23 NOVEMBER 1991, Page 34

Taki

As I plan to write the great Greek novel soon, I've been gorging on fiction. A Theft (Penguin, £3.50) is a Saul Bellow novella 109 pages long. (Perfect for a lazy Greek). It is witty and tender, and the heroine dif- ferent to those one meets in Vanity Fair. Unlike short-listed Booker prize authors, Bellow sure can write.

As can Tom Stacey, in Decline (Heine- mann, £13.99), writing about things he knows well — the rich and well connected, White's Club, the Cotswolds, Eton, Cambridge, and prison. (The author is a prison visitor, not an alumnus). The decline of the great family is the theme. Or is it?

Wet Work by Christopher Buckley, (Knopf, $19.95) is the best detective novel of the last ten years. And it is also funny.
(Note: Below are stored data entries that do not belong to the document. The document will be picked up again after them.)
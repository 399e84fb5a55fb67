//! Incremental patcher
//!
//! Applies a single same-day live create/delete directly onto the current
//! snapshot. Anything it cannot patch is left for the next full pass, which
//! the update id in the signature guarantees.

use crate::calendar::CalendarComputed;
use crate::snapshot::SnapshotHolder;
use chrono::NaiveDate;
use leadcal_identity::SellerIndex;
use leadcal_model::{ContactEvent, ContactKind, FilterMatcher, LiveUpdate, Period};
use std::sync::Arc;

/// Why an update was not patched
#[derive(Debug, Clone, Copy, PartialEq, Eq)]
pub enum SkipReason {
    /// Not a contacts update
    NotContactsUpdate,
    /// Action other than create/delete
    UnpatchableAction,
    /// No contact payload
    MissingPayload,
    /// Displayed month is not the current month
    NotCurrentMonth,
    /// Payload date missing or malformed
    MalformedDate,
    /// Payload dated another day than today
    NotToday,
    /// Payload rejected by the active status/origin filters
    FilteredOut,
    /// No snapshot with at least one row, or one for another month
    NoSnapshot,
}

impl SkipReason {
    /// Stable label for logs and metrics
    #[must_use]
    pub fn as_str(self) -> &'static str {
        match self {
            Self::NotContactsUpdate => "not_contacts_update",
            Self::UnpatchableAction => "unpatchable_action",
            Self::MissingPayload => "missing_payload",
            Self::NotCurrentMonth => "not_current_month",
            Self::MalformedDate => "malformed_date",
            Self::NotToday => "not_today",
            Self::FilteredOut => "filtered_out",
            Self::NoSnapshot => "no_snapshot",
        }
    }
}

/// Result of one patch attempt
#[derive(Debug, Clone, PartialEq, Eq)]
pub enum PatchOutcome {
    /// Snapshot replaced
    Applied {
        day: usize,
        /// Matched row, `None` when only the totals moved
        seller: Option<Arc<str>>,
        delta: i64,
        snapshot: Arc<CalendarComputed>,
    },
    /// Nothing changed
    Skipped(SkipReason),
}

impl PatchOutcome {
    #[inline]
    #[must_use]
    pub fn is_applied(&self) -> bool {
        matches!(self, Self::Applied { .. })
    }
}

/// Inputs the patch is checked against
#[derive(Debug, Clone, Copy)]
pub struct PatchContext<'a> {
    /// Displayed month
    pub period: Period,
    /// Today's date
    pub today: NaiveDate,
    /// Active status/origin filters
    pub matcher: &'a FilterMatcher,
    /// Index of the roster behind the current snapshot
    pub index: Option<&'a SellerIndex>,
}

/// Validated single-cell change
#[derive(Debug, Clone, PartialEq, Eq)]
struct PatchPlan {
    day: usize,
    owner: Option<Arc<str>>,
    kind: ContactKind,
    delta: i64,
}

/// Compute the patched snapshot for `update`
///
/// Pure: `snapshot` is left untouched and the result shares every row
/// except the one touched.
///
/// # Errors
/// Returns the first failed precondition
pub fn patch_snapshot(
    snapshot: &CalendarComputed,
    update: &LiveUpdate,
    ctx: &PatchContext<'_>,
) -> Result<(CalendarComputed, Option<Arc<str>>, usize, i64), SkipReason> {
    let plan = plan(update, ctx)?;
    if snapshot.sellers().is_empty() || snapshot.period() != ctx.period {
        return Err(SkipReason::NoSnapshot);
    }
    let row = plan
        .owner
        .as_deref()
        .and_then(|name| snapshot.row_position(name));
    let seller = row.map(|pos| Arc::clone(snapshot.sellers()[pos].id_arc()));
    let next = snapshot.with_delta(plan.day, row, plan.kind, plan.delta);
    Ok((next, seller, plan.day, plan.delta))
}

fn plan(update: &LiveUpdate, ctx: &PatchContext<'_>) -> Result<PatchPlan, SkipReason> {
    if !update.is_contacts_update() {
        return Err(SkipReason::NotContactsUpdate);
    }
    let delta = update.action.delta().ok_or(SkipReason::UnpatchableAction)?;
    let payload = update.data.as_ref().ok_or(SkipReason::MissingPayload)?;
    if !ctx.period.contains(ctx.today) {
        return Err(SkipReason::NotCurrentMonth);
    }
    let key = payload.day_key().ok_or(SkipReason::MalformedDate)?;
    let day = ctx.period.locate(key).ok_or(SkipReason::NotToday)?;
    if key != leadcal_model::DayKey::from_date(ctx.today) {
        return Err(SkipReason::NotToday);
    }
    if !ctx.matcher.matches(payload) {
        return Err(SkipReason::FilteredOut);
    }
    Ok(PatchPlan {
        day,
        owner: owner_name(payload, ctx.index),
        kind: payload.kind(),
        delta,
    })
}

/// Resolved canonical name, falling back to the raw owner identifier
fn owner_name(payload: &ContactEvent, index: Option<&SellerIndex>) -> Option<Arc<str>> {
    index
        .and_then(|index| index.resolve(payload))
        .or_else(|| payload.owner_key().map(Arc::from))
}

/// Applies live updates to a [`SnapshotHolder`]
#[derive(Debug, Clone)]
pub struct IncrementalPatcher {
    holder: Arc<SnapshotHolder>,
}

impl IncrementalPatcher {
    #[inline]
    #[must_use]
    pub fn new(holder: Arc<SnapshotHolder>) -> Self {
        Self { holder }
    }

    /// Patch the current snapshot with `update`
    ///
    /// Synchronous and never suspends. Any failed precondition is a no-op.
    /// An applied patch supersedes every pass still in flight, since those
    /// were fed inputs that predate the update.
    ///
    /// A payload with no owner identifier still moves the day and grand
    /// totals, counted in the anonymous bucket the way a full pass would
    /// count it.
    pub fn apply(&self, update: &LiveUpdate, ctx: &PatchContext<'_>) -> PatchOutcome {
        let mut applied = None;
        let mut skipped = SkipReason::NoSnapshot;

        let snapshot = self.holder.replace_with(|current| {
            match patch_snapshot(current, update, ctx) {
                Ok((next, seller, day, delta)) => {
                    applied = Some((seller, day, delta));
                    Some(next)
                }
                Err(reason) => {
                    skipped = reason;
                    None
                }
            }
        });

        match (snapshot, applied) {
            (Some(snapshot), Some((seller, day, delta))) => {
                metrics::counter!("leadcal_patches_applied_total").increment(1);
                tracing::debug!(
                    day,
                    delta,
                    seller = seller.as_deref().unwrap_or("<anonymous>"),
                    grand_total = snapshot.grand_total(),
                    "live patch applied"
                );
                PatchOutcome::Applied {
                    day,
                    seller,
                    delta,
                    snapshot,
                }
            }
            _ => {
                metrics::counter!("leadcal_patches_skipped_total", "reason" => skipped.as_str())
                    .increment(1);
                tracing::debug!(reason = skipped.as_str(), "live patch skipped");
                PatchOutcome::Skipped(skipped)
            }
        }
    }
}

#[cfg(test)]
mod tests {
    use super::*;
    use crate::calendar::CalendarBuilder;
    use leadcal_model::{ContactFilters, SellerRecord};

    fn today() -> NaiveDate {
        NaiveDate::from_ymd_opt(2026, 10, 18).unwrap()
    }

    fn index() -> SellerIndex {
        SellerIndex::build(&[
            SellerRecord::new("Maria Dos Santos").with_email("maria.santos@x.com"),
            SellerRecord::new("Carlos Souza"),
        ])
    }

    fn snapshot(index: &SellerIndex) -> CalendarComputed {
        let mut builder = CalendarBuilder::new(Period::new(2026, 10).unwrap(), index.names());
        builder.record(18, Some(0), ContactKind::Active);
        builder.record(18, None, ContactKind::Other);
        builder.finish()
    }

    fn today_event() -> ContactEvent {
        ContactEvent::new("2026-10-18").with_user("maria.santos")
    }

    fn run(update: &LiveUpdate, matcher: &FilterMatcher) -> Result<CalendarComputed, SkipReason> {
        let index = index();
        let ctx = PatchContext {
            period: Period::new(2026, 10).unwrap(),
            today: today(),
            matcher,
            index: Some(&index),
        };
        patch_snapshot(&snapshot(&index), update, &ctx).map(|(next, ..)| next)
    }

    #[test]
    fn create_increments_row_day_and_grand() {
        let next = run(&LiveUpdate::create(today_event(), 1), &FilterMatcher::default()).unwrap();
        assert_eq!(next.seller("Maria Dos Santos").unwrap().count(18), 2);
        assert_eq!(next.seller("Maria Dos Santos").unwrap().total(), 2);
        assert_eq!(next.day_total(18), 3);
        assert_eq!(next.grand_total(), 3);
    }

    #[test]
    fn unknown_owner_moves_totals_only() {
        let event = ContactEvent::new("2026-10-18").with_user("ghost");
        let next = run(&LiveUpdate::create(event, 1), &FilterMatcher::default()).unwrap();
        assert_eq!(next.attributed_total(), 1);
        assert_eq!(next.day_total(18), 3);
        assert_eq!(next.anonymous_on(18), 2);
    }

    #[test]
    fn ownerless_payload_moves_totals_only() {
        let event = ContactEvent::new("2026-10-18");
        let next = run(&LiveUpdate::delete(event, 1), &FilterMatcher::default()).unwrap();
        assert_eq!(next.day_total(18), 1);
        assert_eq!(next.attributed_total(), 1);
    }

    #[test]
    fn other_days_are_not_patched() {
        let event = ContactEvent::new("2026-10-17").with_user("maria.santos");
        let err = run(&LiveUpdate::create(event, 1), &FilterMatcher::default()).unwrap_err();
        assert_eq!(err, SkipReason::NotToday);
    }

    #[test]
    fn malformed_payload_date_is_skipped() {
        let event = ContactEvent::new("18/10/2026").with_user("maria.santos");
        let err = run(&LiveUpdate::create(event, 1), &FilterMatcher::default()).unwrap_err();
        assert_eq!(err, SkipReason::MalformedDate);
    }

    #[test]
    fn filters_apply_to_payload() {
        let matcher = ContactFilters::new().with_status("Receptivo").matcher();
        let event = today_event().with_contact_type("Ativo");
        let err = run(&LiveUpdate::create(event, 1), &matcher).unwrap_err();
        assert_eq!(err, SkipReason::FilteredOut);
    }

    #[test]
    fn unpatchable_actions_are_skipped() {
        let mut update = LiveUpdate::create(today_event(), 1);
        update.action = leadcal_model::LiveAction::Other;
        assert_eq!(
            run(&update, &FilterMatcher::default()).unwrap_err(),
            SkipReason::UnpatchableAction
        );
    }

    #[test]
    fn other_displayed_month_is_skipped() {
        let index = index();
        let matcher = FilterMatcher::default();
        let ctx = PatchContext {
            period: Period::new(2026, 9).unwrap(),
            today: today(),
            matcher: &matcher,
            index: Some(&index),
        };
        let err = patch_snapshot(&snapshot(&index), &LiveUpdate::create(today_event(), 1), &ctx)
            .unwrap_err();
        assert_eq!(err, SkipReason::NotCurrentMonth);
    }

    #[test]
    fn raw_owner_matches_row_without_index() {
        let index = index();
        let matcher = FilterMatcher::default();
        let ctx = PatchContext {
            period: Period::new(2026, 10).unwrap(),
            today: today(),
            matcher: &matcher,
            index: None,
        };
        let event = ContactEvent::new("2026-10-18").with_user("Carlos Souza");
        let (next, seller, ..) =
            patch_snapshot(&snapshot(&index), &LiveUpdate::create(event, 1), &ctx).unwrap();
        assert_eq!(seller.as_deref(), Some("Carlos Souza"));
        assert_eq!(next.seller("Carlos Souza").unwrap().count(18), 1);
    }

    #[test]
    fn patcher_requires_published_snapshot() {
        let holder = Arc::new(SnapshotHolder::new());
        let patcher = IncrementalPatcher::new(Arc::clone(&holder));
        let index = index();
        let matcher = FilterMatcher::default();
        let ctx = PatchContext {
            period: Period::new(2026, 10).unwrap(),
            today: today(),
            matcher: &matcher,
            index: Some(&index),
        };
        let outcome = patcher.apply(&LiveUpdate::create(today_event(), 1), &ctx);
        assert_eq!(outcome, PatchOutcome::Skipped(SkipReason::NoSnapshot));
    }

    #[test]
    fn patcher_keeps_previous_snapshot_intact() {
        let holder = Arc::new(SnapshotHolder::new());
        let index = index();
        let ticket = holder.begin_pass();
        let before = holder.publish(&ticket, snapshot(&index)).unwrap();

        let patcher = IncrementalPatcher::new(Arc::clone(&holder));
        let matcher = FilterMatcher::default();
        let ctx = PatchContext {
            period: Period::new(2026, 10).unwrap(),
            today: today(),
            matcher: &matcher,
            index: Some(&index),
        };
        let outcome = patcher.apply(&LiveUpdate::create(today_event(), 1), &ctx);

        assert!(outcome.is_applied());
        assert_eq!(before.grand_total(), 2);
        assert_eq!(holder.current().unwrap().grand_total(), 3);
    }
}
A man pursues the villains who did in his granddaughter.

The most overrated, disappointing rather, as very few rated it at all, was Auberon Waugh's autobiography, Will This Do?(Century, /15.99). I will not indulge in the mud-slinging Waugh seems to revel in when it's directed his way, but I must admit to being shocked at the pettiness of it all. For his sake, he should have kept out the pictures of his family. They're so ugly, it explains a lot about why father and son hated and hate the world as they did and do.